- Opening Delimiter -
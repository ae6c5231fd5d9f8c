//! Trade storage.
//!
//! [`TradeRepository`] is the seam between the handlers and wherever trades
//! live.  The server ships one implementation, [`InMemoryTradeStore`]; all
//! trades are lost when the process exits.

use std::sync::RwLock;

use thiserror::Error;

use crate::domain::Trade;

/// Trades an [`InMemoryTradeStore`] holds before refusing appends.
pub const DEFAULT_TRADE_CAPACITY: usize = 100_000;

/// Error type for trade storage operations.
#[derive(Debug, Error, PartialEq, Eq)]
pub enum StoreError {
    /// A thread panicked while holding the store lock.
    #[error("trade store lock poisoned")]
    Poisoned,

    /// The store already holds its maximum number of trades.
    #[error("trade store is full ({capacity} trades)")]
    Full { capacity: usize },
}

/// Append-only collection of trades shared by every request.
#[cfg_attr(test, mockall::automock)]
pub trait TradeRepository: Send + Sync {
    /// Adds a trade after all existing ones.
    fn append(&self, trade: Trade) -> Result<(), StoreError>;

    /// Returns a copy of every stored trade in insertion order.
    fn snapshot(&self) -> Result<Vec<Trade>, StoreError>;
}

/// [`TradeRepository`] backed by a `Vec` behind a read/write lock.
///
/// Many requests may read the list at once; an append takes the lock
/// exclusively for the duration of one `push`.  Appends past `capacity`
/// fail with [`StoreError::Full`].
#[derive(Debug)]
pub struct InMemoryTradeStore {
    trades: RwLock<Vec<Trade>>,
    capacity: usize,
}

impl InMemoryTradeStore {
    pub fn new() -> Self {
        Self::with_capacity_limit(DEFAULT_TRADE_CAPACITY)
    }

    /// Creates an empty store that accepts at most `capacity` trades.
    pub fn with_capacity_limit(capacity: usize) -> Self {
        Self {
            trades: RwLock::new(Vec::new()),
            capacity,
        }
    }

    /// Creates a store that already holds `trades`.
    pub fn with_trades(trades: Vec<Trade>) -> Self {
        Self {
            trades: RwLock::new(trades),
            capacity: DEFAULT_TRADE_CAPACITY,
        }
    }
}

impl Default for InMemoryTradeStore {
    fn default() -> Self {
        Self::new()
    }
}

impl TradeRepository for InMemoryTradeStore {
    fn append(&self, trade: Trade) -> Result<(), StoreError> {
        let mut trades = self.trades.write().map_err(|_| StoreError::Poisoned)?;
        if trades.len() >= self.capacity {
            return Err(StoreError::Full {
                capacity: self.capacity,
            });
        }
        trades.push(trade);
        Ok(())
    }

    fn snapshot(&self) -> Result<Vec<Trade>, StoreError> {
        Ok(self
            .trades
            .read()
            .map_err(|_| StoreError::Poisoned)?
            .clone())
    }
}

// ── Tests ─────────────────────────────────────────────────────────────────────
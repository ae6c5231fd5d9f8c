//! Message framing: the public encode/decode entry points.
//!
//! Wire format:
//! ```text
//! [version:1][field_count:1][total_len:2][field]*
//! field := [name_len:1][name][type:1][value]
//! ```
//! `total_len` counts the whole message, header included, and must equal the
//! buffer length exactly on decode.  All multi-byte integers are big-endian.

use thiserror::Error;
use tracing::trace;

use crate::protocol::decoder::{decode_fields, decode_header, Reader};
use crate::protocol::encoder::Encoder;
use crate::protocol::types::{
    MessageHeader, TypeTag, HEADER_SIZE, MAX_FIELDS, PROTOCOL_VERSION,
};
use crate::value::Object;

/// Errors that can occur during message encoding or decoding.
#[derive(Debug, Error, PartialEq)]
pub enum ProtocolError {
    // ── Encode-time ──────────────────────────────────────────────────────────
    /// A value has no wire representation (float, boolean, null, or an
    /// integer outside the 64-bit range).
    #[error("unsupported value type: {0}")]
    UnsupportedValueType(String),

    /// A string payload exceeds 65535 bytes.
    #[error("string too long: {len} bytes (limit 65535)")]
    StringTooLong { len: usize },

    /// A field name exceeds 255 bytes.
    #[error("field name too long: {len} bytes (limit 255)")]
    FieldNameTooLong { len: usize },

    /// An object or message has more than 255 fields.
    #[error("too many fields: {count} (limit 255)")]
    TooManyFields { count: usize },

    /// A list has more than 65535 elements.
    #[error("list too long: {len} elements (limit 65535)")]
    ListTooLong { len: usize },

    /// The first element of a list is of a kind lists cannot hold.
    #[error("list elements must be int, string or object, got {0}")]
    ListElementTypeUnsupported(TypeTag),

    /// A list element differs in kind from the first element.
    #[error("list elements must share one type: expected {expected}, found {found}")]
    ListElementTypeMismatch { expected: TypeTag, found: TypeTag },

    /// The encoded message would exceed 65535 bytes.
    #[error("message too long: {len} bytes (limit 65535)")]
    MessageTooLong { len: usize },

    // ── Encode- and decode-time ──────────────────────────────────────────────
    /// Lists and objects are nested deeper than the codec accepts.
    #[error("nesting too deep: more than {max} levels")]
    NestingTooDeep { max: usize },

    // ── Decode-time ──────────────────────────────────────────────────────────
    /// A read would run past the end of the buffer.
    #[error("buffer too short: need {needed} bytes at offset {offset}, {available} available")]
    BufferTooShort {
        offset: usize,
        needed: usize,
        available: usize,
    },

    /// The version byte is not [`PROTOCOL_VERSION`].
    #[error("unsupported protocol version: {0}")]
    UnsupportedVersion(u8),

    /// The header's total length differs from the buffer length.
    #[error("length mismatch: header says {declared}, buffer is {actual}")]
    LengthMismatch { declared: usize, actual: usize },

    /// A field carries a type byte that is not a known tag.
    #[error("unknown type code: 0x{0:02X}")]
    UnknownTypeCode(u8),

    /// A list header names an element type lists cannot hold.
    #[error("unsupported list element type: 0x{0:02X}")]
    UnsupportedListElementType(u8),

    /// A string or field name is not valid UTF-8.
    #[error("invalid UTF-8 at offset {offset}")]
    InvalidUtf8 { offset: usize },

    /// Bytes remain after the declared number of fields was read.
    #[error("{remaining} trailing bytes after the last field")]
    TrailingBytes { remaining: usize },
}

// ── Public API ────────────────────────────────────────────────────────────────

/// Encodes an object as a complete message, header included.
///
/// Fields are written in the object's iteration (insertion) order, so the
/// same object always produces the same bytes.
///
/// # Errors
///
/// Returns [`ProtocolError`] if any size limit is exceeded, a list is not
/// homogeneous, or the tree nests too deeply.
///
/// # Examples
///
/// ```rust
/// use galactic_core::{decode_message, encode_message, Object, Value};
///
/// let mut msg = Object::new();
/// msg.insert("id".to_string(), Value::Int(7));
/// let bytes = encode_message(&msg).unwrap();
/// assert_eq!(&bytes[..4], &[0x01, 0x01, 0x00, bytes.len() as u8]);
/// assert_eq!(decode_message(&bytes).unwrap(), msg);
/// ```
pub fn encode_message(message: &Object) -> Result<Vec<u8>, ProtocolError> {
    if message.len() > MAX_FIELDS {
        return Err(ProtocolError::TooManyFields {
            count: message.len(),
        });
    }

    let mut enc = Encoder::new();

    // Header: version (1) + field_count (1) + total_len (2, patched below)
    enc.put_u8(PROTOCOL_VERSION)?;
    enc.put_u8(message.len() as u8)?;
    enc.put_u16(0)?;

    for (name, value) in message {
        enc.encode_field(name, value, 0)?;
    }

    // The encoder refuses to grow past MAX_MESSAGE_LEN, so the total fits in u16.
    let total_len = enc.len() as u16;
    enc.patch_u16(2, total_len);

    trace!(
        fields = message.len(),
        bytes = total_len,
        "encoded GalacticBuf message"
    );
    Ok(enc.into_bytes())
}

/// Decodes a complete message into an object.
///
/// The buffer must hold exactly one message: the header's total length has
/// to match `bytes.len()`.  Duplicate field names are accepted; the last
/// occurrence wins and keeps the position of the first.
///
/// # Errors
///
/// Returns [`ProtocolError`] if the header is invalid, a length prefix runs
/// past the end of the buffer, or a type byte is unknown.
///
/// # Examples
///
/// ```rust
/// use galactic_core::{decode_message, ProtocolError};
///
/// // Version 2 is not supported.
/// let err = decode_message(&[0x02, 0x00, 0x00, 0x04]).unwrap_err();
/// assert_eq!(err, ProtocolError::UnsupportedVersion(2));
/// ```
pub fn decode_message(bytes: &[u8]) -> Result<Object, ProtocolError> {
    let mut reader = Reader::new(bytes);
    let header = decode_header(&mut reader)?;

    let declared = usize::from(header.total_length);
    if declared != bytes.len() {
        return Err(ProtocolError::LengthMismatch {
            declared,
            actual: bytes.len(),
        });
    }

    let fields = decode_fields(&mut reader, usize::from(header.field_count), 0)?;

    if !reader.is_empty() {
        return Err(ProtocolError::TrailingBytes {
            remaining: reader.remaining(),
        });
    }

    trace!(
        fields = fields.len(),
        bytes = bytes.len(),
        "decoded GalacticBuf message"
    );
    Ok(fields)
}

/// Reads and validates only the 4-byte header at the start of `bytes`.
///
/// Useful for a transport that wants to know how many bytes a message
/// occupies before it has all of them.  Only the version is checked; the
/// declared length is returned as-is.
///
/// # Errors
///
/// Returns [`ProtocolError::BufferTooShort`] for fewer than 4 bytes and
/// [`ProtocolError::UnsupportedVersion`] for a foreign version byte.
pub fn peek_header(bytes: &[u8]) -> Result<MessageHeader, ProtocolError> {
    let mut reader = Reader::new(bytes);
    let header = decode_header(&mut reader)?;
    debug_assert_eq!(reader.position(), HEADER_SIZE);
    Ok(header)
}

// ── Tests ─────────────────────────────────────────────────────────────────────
- Closing Delimiter -
- Opening Delimiter -
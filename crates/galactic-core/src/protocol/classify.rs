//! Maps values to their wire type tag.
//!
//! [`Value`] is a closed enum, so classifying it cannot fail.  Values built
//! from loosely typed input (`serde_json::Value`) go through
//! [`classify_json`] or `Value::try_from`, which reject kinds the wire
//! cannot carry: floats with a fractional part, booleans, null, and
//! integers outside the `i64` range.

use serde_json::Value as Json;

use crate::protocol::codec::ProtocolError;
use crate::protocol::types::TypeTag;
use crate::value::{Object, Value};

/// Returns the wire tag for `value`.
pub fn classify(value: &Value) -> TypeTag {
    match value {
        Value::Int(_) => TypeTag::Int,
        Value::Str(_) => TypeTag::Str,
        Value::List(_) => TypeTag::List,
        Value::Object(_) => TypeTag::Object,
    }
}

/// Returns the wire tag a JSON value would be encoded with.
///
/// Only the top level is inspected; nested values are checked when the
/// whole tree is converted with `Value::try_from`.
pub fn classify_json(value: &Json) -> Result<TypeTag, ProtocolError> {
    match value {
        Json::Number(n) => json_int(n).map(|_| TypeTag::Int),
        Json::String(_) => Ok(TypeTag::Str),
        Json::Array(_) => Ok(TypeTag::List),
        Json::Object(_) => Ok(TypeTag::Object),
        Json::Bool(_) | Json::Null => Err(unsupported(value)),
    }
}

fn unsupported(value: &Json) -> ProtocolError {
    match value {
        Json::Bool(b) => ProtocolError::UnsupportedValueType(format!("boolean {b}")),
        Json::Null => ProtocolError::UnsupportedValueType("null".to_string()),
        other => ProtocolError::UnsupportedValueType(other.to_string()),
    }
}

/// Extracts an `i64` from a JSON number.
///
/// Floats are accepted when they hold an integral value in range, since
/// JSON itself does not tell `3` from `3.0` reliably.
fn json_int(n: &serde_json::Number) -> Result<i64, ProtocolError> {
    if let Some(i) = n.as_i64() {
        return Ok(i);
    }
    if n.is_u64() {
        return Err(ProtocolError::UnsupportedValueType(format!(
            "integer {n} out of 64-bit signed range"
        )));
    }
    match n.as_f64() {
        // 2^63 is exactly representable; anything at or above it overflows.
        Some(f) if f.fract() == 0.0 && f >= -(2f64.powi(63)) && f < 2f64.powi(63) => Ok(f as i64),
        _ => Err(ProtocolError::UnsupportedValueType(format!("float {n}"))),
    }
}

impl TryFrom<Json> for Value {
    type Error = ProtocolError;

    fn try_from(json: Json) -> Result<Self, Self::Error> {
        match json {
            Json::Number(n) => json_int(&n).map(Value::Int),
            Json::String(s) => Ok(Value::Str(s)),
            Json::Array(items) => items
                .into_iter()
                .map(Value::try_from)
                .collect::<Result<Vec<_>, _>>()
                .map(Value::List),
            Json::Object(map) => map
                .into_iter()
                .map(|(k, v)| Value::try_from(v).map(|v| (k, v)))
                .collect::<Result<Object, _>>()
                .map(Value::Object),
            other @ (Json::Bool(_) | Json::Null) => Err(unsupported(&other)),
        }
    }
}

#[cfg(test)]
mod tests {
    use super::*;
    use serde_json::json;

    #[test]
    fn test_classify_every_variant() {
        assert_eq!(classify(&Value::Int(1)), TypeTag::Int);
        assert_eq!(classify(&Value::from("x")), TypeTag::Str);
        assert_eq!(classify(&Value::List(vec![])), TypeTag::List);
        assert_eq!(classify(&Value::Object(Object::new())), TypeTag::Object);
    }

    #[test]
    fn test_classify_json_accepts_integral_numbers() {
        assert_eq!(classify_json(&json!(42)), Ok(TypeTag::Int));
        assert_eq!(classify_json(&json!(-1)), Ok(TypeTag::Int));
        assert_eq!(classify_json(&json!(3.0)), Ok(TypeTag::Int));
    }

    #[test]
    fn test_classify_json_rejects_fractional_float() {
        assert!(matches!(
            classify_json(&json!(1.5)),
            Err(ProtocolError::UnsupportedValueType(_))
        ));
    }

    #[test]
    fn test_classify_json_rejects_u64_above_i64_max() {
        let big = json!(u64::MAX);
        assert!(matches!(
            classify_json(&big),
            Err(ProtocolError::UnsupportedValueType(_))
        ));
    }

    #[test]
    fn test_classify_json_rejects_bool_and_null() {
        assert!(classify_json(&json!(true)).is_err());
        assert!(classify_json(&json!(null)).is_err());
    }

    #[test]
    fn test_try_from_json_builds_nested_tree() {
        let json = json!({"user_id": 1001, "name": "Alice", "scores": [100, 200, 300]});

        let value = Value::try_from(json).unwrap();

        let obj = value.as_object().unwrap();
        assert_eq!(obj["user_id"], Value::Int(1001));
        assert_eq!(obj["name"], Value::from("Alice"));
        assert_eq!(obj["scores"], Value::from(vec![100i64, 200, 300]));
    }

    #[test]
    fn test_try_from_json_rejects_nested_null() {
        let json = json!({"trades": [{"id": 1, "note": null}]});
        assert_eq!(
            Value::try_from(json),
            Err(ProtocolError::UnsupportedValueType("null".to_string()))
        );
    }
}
- Closing Delimiter -
- Opening Delimiter -
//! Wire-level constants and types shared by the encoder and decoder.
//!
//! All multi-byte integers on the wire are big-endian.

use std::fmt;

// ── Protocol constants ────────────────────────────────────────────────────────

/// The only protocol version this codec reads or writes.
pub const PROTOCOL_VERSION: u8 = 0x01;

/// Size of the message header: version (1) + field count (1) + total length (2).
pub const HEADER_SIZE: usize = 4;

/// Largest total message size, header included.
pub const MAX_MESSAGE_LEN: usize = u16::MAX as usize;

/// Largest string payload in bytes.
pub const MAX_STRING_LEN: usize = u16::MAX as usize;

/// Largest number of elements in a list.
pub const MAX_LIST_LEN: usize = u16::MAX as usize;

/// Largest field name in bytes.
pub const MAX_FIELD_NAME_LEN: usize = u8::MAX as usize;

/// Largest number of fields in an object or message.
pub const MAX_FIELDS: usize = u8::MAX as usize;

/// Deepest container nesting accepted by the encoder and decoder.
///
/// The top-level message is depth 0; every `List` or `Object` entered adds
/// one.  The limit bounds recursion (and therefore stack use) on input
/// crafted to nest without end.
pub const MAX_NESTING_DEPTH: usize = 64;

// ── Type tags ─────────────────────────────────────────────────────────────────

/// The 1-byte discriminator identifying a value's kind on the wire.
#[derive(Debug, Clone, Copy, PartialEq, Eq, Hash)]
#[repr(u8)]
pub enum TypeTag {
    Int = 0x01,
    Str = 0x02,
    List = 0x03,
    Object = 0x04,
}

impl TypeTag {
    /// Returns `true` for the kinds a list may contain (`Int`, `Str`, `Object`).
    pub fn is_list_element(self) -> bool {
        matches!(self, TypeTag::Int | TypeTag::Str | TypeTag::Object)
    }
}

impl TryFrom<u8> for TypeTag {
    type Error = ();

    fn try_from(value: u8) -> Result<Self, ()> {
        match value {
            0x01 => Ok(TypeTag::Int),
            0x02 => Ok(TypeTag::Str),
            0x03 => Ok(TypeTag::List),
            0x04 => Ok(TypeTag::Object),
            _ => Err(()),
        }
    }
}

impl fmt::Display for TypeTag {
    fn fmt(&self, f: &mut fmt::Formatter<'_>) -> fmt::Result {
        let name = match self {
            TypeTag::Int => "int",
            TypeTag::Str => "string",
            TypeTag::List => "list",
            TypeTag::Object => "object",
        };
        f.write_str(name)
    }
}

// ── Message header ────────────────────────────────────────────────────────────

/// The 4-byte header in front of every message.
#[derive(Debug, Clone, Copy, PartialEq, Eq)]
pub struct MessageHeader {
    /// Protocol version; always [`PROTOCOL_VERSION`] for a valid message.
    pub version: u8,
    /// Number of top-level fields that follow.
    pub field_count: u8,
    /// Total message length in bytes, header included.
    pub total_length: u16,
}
- Closing Delimiter -
Working through the listing above, count every line that holds "would" and answer with the count alone.

EXERCISE ANSWER:
3